Lokken’s quest for an Olympic team spot starts Saturday, when he will compete in the first ICF canoe slalom World Cup, which will be held at Lee Valley Whitewater Centre just outside of London. It is the same venue as the 2012 London Olympics.
Lokken said 2019 is a year for redemption after he was disappointed in his results from his previous year of racing.
“I think this year is a big chance for me to prove myself,” Lokken said. “My last season wasn’t as good as I wanted it to be, and I wasn’t very happy with my results. I really hunkered down and tried to fight for that knowing that this is the Pan-Am Games, the World Cup cycle and qualifying for the Olympics is on the line.”
In order for him to get off to a good start, his biggest test is getting a fast and penalty-free run as quick as possible to get momentum.
Canoe slalom is a race against the clock to get the fastest time possible all while not trying to miss one of up to a maximum 25 gates on the run, which has various up-and downstream locations on a given course. If Lokken misses a gate, it could prove crucial, with a two-second penalty per each missed gate. Given that the gate locations can change, as can the water conditions, it means that no two runs are ensured to be the same.
“My biggest thing right now is just staying consistent with my runs,” Lokken said. “That means to me having a few good runs in a row, and also through the whole course. The top is as good as the bottom, so having consistency and being clean. I’m not sure what our gate arrangement is going to look like in London, but also we really only have one opportunity to do well. If not, we have two runs, but really, that first run is huge.”
London will be the first test of the season, and the World Cup venue will change the following week when it moves June 21-23 to Bratislava, Slovenia.
Lokken said traveling is one of the more enjoyable parts of the job, and he says it’s pretty easy to know where to train and compete: Wherever the water is flowing the best.
“Charlotte is my home right now and where I do most of my training,” he said. “We also go to Australia for the winter and Europe always has good during the summer. We’re traveling a lot just because our sport is so hyped and you have to be on whitewater so much and because the venues are always changing, so you can never really adjust to one specific course. You have to adjust a lot to keep in touch with the water, and the balance that comes with that.”
Charlotte is home to the U.S. National Whitewater Center and the location is growing in influence for paddlers.
Lokken is currently the second-highest ranked American canoer and sits No. 49 in the world behind his close friend and closest competitor, Casey Eichfeld, who is No. 21.

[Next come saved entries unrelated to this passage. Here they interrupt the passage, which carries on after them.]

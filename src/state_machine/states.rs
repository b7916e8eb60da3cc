use serde::{Deserialize, Serialize};
use std::fmt;

/// Reconciliation state of the controller
#[derive(Debug, Clone, Copy, PartialEq, Eq, Hash, Serialize, Deserialize)]
#[serde(rename_all = "snake_case")]
pub enum ReconciliationState {
    /// One or more required dependencies are missing
    Blocked,
    /// All dependencies present, desired state not yet applied
    Ready,
    /// Building and (if changed) applying the desired state
    Configuring,
    /// Apply submitted, waiting for the orchestrator to report a healthy deployment
    Waiting,
    /// Worker service reachable and published downstream
    Active,
    /// Dependency lost, removing registered connectors from the worker service
    Unregistering,
    /// Connectors removed, replaying the registry once the worker service is back
    Reregistering,
}

impl ReconciliationState {
    /// States in which desired state has been applied to the orchestrator
    pub fn is_configured(&self) -> bool {
        matches!(self, Self::Waiting | Self::Active | Self::Reregistering)
    }

    /// States in which the registry may be in flux on the worker service
    pub fn is_recovering(&self) -> bool {
        matches!(self, Self::Unregistering | Self::Reregistering)
    }

    /// Check if this is the active state (worker service reachable)
    pub fn is_active(&self) -> bool {
        matches!(self, Self::Active)
    }
}

impl fmt::Display for ReconciliationState {
    fn fmt(&self, f: &mut fmt::Formatter<'_>) -> fmt::Result {
        match self {
            Self::Blocked => write!(f, "blocked"),
            Self::Ready => write!(f, "ready"),
            Self::Configuring => write!(f, "configuring"),
            Self::Waiting => write!(f, "waiting"),
            Self::Active => write!(f, "active"),
            Self::Unregistering => write!(f, "unregistering"),
            Self::Reregistering => write!(f, "reregistering"),
        }
    }
}

impl std::str::FromStr for ReconciliationState {
    type Err = String;

    fn from_str(s: &str) -> Result<Self, Self::Err> {
        match s {
            "blocked" => Ok(Self::Blocked),
            "ready" => Ok(Self::Ready),
            "configuring" => Ok(Self::Configuring),
            "waiting" => Ok(Self::Waiting),
            "active" => Ok(Self::Active),
            "unregistering" => Ok(Self::Unregistering),
            "reregistering" => Ok(Self::Reregistering),
            _ => Err(format!("Invalid reconciliation state: {s}")),
        }
    }
}

/// A fresh controller is blocked until it has observed its dependencies
impl Default for ReconciliationState {
    fn default() -> Self {
        Self::Blocked
    }
}
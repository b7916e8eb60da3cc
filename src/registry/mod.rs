//! # Connector Registry
//!
//! Durable record of which connectors should exist on the worker service,
//! independent of whether the worker service is currently running. The
//! registry is replayed by the recovery protocol after the worker service is
//! torn down and recreated.

pub mod connector_registry;

pub use connector_registry::{ConnectorConfig, ConnectorRegistry, RegistrySnapshot};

“Casey is such a strong competitor, and he and I have really been pushing each other, and while it’s an individual sport, it really is nice to practice with him and the other Americans here,” Lokken said. “We all get along off of the water, but it gets intense when you’re competing for an Olympic spot.”
Heading into this weekend, Lokken is looking to get the season off to a solid start but knows that he will be facing the best competition in the world.
“I’m ready for it all to kick off,” Lokken said. “I put in a lot of hours training and really got off to a great start when I finally was able to break through and qualify for the Pan-Am Games. I’m not sure what the course will hold, but I know that the competition is going to be really strong, as always, and I’m going to go out there and try my best to have a clean and fast race.”